## [WHAT YOU HAVE TO DO]
All lines in the material below that contain "entries" should be located and copied.

## [SUPPLIED MATERIAL]
————————

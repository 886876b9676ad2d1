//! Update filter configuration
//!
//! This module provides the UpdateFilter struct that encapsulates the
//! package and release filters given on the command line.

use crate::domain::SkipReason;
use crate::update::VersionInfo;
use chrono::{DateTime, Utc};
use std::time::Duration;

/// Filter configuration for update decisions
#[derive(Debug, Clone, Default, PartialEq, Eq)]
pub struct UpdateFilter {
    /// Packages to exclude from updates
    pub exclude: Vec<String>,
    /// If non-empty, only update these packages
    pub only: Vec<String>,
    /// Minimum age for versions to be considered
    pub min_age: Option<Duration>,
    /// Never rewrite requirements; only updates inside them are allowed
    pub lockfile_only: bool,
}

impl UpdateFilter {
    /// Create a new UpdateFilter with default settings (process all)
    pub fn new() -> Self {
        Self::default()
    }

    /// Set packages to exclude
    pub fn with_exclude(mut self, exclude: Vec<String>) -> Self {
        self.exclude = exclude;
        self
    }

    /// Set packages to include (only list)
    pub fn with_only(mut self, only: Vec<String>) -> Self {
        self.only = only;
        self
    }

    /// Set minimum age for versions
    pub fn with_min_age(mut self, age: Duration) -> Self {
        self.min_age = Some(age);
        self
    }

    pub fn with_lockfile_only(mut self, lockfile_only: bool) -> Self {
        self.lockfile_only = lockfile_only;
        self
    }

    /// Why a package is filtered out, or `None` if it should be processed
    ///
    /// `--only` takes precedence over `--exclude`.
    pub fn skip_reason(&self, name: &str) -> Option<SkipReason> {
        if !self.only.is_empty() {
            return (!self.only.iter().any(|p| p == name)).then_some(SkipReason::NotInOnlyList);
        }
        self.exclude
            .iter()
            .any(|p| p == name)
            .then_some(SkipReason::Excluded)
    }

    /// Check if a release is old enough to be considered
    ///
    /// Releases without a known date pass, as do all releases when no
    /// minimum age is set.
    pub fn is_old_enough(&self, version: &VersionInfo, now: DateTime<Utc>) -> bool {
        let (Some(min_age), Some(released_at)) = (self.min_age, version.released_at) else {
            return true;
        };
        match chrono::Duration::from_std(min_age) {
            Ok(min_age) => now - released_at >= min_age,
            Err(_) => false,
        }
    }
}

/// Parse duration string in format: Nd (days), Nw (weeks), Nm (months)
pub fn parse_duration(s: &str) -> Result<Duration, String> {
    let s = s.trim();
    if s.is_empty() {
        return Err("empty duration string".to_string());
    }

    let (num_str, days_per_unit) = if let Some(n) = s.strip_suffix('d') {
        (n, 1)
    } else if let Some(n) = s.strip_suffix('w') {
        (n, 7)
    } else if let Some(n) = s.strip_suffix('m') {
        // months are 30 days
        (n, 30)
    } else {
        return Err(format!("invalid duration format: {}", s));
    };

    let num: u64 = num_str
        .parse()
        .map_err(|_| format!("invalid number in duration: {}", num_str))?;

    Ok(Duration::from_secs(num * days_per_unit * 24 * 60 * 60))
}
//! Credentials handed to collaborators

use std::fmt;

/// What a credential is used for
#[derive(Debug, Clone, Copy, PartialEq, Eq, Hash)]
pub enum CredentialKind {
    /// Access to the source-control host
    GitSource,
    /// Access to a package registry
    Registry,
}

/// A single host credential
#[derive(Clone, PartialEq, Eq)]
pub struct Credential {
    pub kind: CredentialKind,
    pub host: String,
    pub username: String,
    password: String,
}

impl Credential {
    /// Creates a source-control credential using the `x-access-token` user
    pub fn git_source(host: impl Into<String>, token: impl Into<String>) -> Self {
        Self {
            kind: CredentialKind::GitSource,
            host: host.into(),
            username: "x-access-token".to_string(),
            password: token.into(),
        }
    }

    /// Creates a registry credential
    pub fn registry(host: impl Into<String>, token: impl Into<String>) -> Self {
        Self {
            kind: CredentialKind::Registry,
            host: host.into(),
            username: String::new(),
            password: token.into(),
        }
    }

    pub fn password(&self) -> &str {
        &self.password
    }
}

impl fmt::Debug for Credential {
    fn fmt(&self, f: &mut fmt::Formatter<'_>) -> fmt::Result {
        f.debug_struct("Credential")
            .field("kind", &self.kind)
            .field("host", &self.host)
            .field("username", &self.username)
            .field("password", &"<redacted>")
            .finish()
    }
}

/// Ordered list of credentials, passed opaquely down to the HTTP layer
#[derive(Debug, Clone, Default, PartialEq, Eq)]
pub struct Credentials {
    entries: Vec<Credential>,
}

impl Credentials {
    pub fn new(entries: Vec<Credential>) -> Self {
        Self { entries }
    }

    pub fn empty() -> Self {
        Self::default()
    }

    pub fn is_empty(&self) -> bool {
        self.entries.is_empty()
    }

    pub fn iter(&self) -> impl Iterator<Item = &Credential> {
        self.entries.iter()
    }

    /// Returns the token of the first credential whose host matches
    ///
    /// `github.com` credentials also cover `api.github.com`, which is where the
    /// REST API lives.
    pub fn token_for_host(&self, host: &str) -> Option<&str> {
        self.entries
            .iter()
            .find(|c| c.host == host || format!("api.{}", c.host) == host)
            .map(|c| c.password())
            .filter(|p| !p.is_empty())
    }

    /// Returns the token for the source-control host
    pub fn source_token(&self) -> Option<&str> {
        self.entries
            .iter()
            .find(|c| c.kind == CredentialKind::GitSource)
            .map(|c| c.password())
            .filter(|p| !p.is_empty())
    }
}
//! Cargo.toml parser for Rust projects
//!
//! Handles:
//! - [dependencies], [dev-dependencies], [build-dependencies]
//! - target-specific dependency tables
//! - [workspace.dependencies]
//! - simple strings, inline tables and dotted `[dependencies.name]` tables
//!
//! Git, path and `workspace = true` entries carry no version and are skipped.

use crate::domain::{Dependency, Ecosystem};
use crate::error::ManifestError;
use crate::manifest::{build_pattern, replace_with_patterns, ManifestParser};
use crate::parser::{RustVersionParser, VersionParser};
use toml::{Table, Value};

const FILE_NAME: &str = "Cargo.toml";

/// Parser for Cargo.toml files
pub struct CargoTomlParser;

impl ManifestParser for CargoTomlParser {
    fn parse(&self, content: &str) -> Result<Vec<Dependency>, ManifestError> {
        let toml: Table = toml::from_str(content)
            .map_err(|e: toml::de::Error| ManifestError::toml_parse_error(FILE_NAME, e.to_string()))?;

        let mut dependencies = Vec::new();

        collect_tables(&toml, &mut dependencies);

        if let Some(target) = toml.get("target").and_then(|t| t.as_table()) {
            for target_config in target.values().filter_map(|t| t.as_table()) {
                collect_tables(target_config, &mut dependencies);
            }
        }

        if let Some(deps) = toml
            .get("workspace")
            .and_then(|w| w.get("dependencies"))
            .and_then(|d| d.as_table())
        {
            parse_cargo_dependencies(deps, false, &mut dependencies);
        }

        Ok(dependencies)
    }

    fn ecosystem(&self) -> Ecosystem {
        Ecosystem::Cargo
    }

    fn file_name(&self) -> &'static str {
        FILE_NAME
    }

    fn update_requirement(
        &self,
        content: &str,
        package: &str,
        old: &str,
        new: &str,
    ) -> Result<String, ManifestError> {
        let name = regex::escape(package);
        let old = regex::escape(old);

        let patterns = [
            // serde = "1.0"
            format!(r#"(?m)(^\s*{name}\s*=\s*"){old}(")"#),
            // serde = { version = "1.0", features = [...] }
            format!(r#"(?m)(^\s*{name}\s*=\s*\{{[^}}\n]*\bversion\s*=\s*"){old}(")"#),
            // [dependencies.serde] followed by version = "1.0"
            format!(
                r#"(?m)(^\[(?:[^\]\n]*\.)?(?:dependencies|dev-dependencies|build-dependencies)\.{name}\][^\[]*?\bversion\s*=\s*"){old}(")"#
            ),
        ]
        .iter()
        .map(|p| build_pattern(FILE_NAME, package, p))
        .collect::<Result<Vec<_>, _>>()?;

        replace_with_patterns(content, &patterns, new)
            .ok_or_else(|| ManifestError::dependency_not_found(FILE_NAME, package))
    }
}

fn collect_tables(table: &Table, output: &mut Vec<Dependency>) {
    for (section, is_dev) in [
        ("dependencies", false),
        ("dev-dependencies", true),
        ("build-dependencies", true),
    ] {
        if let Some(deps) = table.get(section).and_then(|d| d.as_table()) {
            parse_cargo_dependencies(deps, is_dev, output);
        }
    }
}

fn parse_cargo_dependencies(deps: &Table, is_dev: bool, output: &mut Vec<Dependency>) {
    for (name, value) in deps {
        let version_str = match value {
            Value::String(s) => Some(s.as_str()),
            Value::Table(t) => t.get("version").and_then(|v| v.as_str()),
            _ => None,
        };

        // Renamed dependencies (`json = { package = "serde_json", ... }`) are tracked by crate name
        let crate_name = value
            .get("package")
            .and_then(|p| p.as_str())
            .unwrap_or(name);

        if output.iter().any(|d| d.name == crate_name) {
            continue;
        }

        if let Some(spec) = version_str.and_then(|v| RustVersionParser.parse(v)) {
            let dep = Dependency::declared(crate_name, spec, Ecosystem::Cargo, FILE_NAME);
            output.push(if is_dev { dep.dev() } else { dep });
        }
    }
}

————————

## [REPLY TO THE TASK]
    entries: Vec<Credential>,
    pub fn new(entries: Vec<Credential>) -> Self {
        Self { entries }
        self.entries.is_empty()
        self.entries.iter()
        self.entries
        self.entries
//! Git, path and `workspace = true` entries carry no version and are skipped.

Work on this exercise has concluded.